Letter to the Senate on Cloture on the Teachers and First Responders Back to Work Act
October 20, 2011
On behalf of the 3.2 million dedicated members of the National Education Association, we urge you to VOTE YES on cloture for the Teachers and First Responders Back to Work Act (S. 1723), scheduled for a floor vote this week. The investments in education included in this bill will jump start the economy, keep educators working, and most importantly, will keep students learning and developing the skills they need to succeed. Votes associated with this issue will likely be included in the NEA Legislative Report Card for the 112th Congress.
The situation in schools across the nation is unacceptable, as layoffs and budget cuts create ballooning class sizes and elimination of programs that help students succeed. We are sending our children a message that they do not matter and are not a priority for the nation. When educators lose their jobs, students lose too. When school began this fall, fewer dedicated professionals were there to greet and care for them — fewer teachers, teachers’ aides, librarians, bus drivers, food service workers, counselors, and nurses.
The need for immediate action to is evident in the stories being shared from across the nation:
Virginia -- Our kindergartners attend a half day program, which is not adequate. As a fourth grade teacher I see children, who by the time they reach me, are a full year or two behind in reading. Having a full-time schedule would allow kindergartner teachers the opportunity to teach reading more in-depth. Now more than ever, teachers need additional support within the classroom. Supply budgets barely cover the cost of teaching for a month. I am allowed ten dollars a student for the entire year! Education funding needs to be a priority if we are to be competitive in the world market. Thank you for the opportunity to let me express my opinion.
Connecticut -- They have slashed art, music, industrial arts (wood shop, auto shop and film technology), business education, and other programs at our high school. Some of the teachers were let go. We have barely any electives for our students….Please stop asking teachers to raise test scores when we have little incentives to give our students to enjoy coming to school.
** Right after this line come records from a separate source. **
//! Utility command handlers.

use std::path::Path;

use logi_driver::led::{Color, KeyName};
use logi_driver::native::{locate, Arch, NativeLibrary, SdkLibrary};
use logi_driver::DriverConfig;

use super::{parse_color, CommandResult};
use crate::cli::ConfigCommands;

/// Print where each SDK library resolves to and whether it loads
pub fn locate_libraries(config: &DriverConfig) -> CommandResult {
    println!("Architecture: {}", Arch::current().dir_name());
    let libraries = [
        (SdkLibrary::Led, config.led_library.as_deref()),
        (SdkLibrary::ArxControl, config.arx_library.as_deref()),
    ];
    for (library, explicit) in libraries {
        match locate(library, explicit) {
            Ok(path) => match NativeLibrary::open(&path) {
                Ok(_) => println!("{library}: {} (loaded)", path.display()),
                Err(e) => println!("{library}: {} ({e})", path.display()),
            },
            Err(e) => println!("{library}: {e}"),
        }
    }
    Ok(())
}

/// List key names with their SDK codes
pub fn keys(g_keys_only: bool) -> CommandResult {
    for key in KeyName::ALL
        .iter()
        .filter(|key| !g_keys_only || key.is_g_key())
    {
        println!("{:<16} 0x{:05x}", key.name(), key.code());
    }
    Ok(())
}

/// Show a color in every form the SDK uses
pub fn color(input: &str) -> CommandResult {
    let color: Color = parse_color(input)?;
    let percent = color.percent();
    println!("rgba    {}", color);
    println!("hex     {}", color.hex());
    println!("percent {} {} {}", percent.red, percent.green, percent.blue);
    Ok(())
}

pub fn config(command: ConfigCommands, path: &Path, effective: &DriverConfig) -> CommandResult {
    match command {
        ConfigCommands::Init { force } => {
            if path.exists() && !force {
                return Err(format!(
                    "{} already exists (use --force to overwrite)",
                    path.display()
                )
                .into());
            }
            DriverConfig::default().save(path)?;
            println!("Wrote {}", path.display());
        }
        ConfigCommands::Show => {
            println!("# {}", describe_source(path));
            print!("{}", toml::to_string_pretty(effective)?);
        }
    }
    Ok(())
}

fn describe_source(path: &Path) -> String {
    if path.exists() {
        path.display().to_string()
    } else {
        format!("{} (not present, defaults)", path.display())
    }
}
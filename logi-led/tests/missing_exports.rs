//! The native binding over a library that loads but exports none of the LED
//! SDK entry points: every wrapper reports failure instead of calling through.

#![cfg(any(target_os = "linux", target_os = "macos", windows))]

use std::path::Path;
use std::sync::Arc;

use logi_led::{Color, KeyName, LedBitmap, LedSdk, NativeLedApi, RgbPercent, TargetDevice};
use logi_native::NativeLibrary;

#[cfg(target_os = "linux")]
const SYSTEM_LIBRARY: &str = "libc.so.6";
#[cfg(target_os = "macos")]
const SYSTEM_LIBRARY: &str = "/usr/lib/libSystem.B.dylib";
#[cfg(windows)]
const SYSTEM_LIBRARY: &str = "kernel32.dll";

fn sdk_without_exports() -> LedSdk {
    let library = NativeLibrary::open(Path::new(SYSTEM_LIBRARY)).unwrap();
    LedSdk::with_api(Arc::new(NativeLedApi::new(library)))
}

#[test]
fn every_wrapper_reports_the_missing_export() {
    let sdk = sdk_without_exports();
    assert!(sdk.is_available());

    assert!(!sdk.init());
    assert!(!sdk.set_target_device(TargetDevice::ALL));
    assert!(!sdk.save_current_lighting());
    assert!(!sdk.set_lighting((100, 0, 0)));
    assert!(!sdk.flash_lighting(Color::RED, 0, 100));
    assert!(!sdk.pulse_lighting(Color::RED, 0, 100));
    assert!(!sdk.stop_effects());
    assert!(!sdk.set_lighting_from_bitmap(&LedBitmap::new()));
    assert!(!sdk.set_lighting_for_key_with_scan_code(0x01, (1, 2, 3)));
    assert!(!sdk.set_lighting_for_key_with_hid_code(0x29, (1, 2, 3)));
    assert!(!sdk.set_lighting_for_key_with_quartz_code(0x35, (1, 2, 3)));
    assert!(!sdk.set_lighting_for_key_with_key_name(KeyName::Esc, (1, 2, 3)));
    assert!(!sdk.save_lighting_for_key(KeyName::Esc));
    assert!(!sdk.restore_lighting_for_key(KeyName::Esc));
    assert!(!sdk.flash_single_key(KeyName::Esc, Color::BLUE, 0, 100));
    assert!(!sdk.pulse_single_key(KeyName::Esc, Color::BLUE, RgbPercent::BLACK, 100, false));
    assert!(!sdk.stop_effects_on_key(KeyName::Esc));
    assert!(!sdk.restore_lighting());
    assert_eq!(sdk.get_config_option_number("n", 1.0), None);
    assert_eq!(sdk.get_config_option_bool("b", true), None);
    assert_eq!(sdk.get_config_option_color("c", Color::WHITE), None);
    assert_eq!(sdk.get_config_option_key_input("k", "F1"), None);
    assert!(!sdk.set_config_option_label("n", "Number"));
    assert!(!sdk.shutdown());
}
Massachusetts -- I have been a special education teacher for 36 years. It saddens me deeply to confront increasingly needy children with increasingly fewer personnel. First we lost the vice principals, doubling our principal’s responsibilities. Then it was half as many counselors…Now counselors get to double their caseloads….Next it was ALL remedial services and then paraprofessional help, those vital adults who support the classroom teacher’s growing duties. So one adult alone was responsible for teaching 20 six-year-olds to read, write, solve math problems, perform science experiments, and how to be a cooperative member of a community of learners.
You can read more stories submitted by NEA members on NEA’s Education Votes website. The First Responders Back to Work Act will help address this unacceptable situation by investing in saving and creating hundreds of thousands of educator jobs. Voting yes on cloture will ensure that our children won’t fall through the cracks, and instead will have the resources they need to succeed in the worldwide economy.
Investing in public education is also an effective catalyst for economic growth. It has a greater net positive impact on the economy than any other type of investment, including tax cuts. When we invest in public education, lower and middle incomes grow even more than upper incomes, positively impacting businesses’ bottom line as lower-income people spend their new income on consumer goods and services. In a typical state, investing two percent more in public education generates 3,900 new jobs and $92 million in new personal income. An equal tax cut generates less than half those gains — 1,500 new jobs and $41 million in new personal income.
We believe the First Responders Back to Work Act offers an important road map to economic recovery and a strong, competitive workforce for the 21st Century. Millions of struggling schools and students cannot afford to wait any longer. We urge you to VOTE YES on cloture of S. 1723.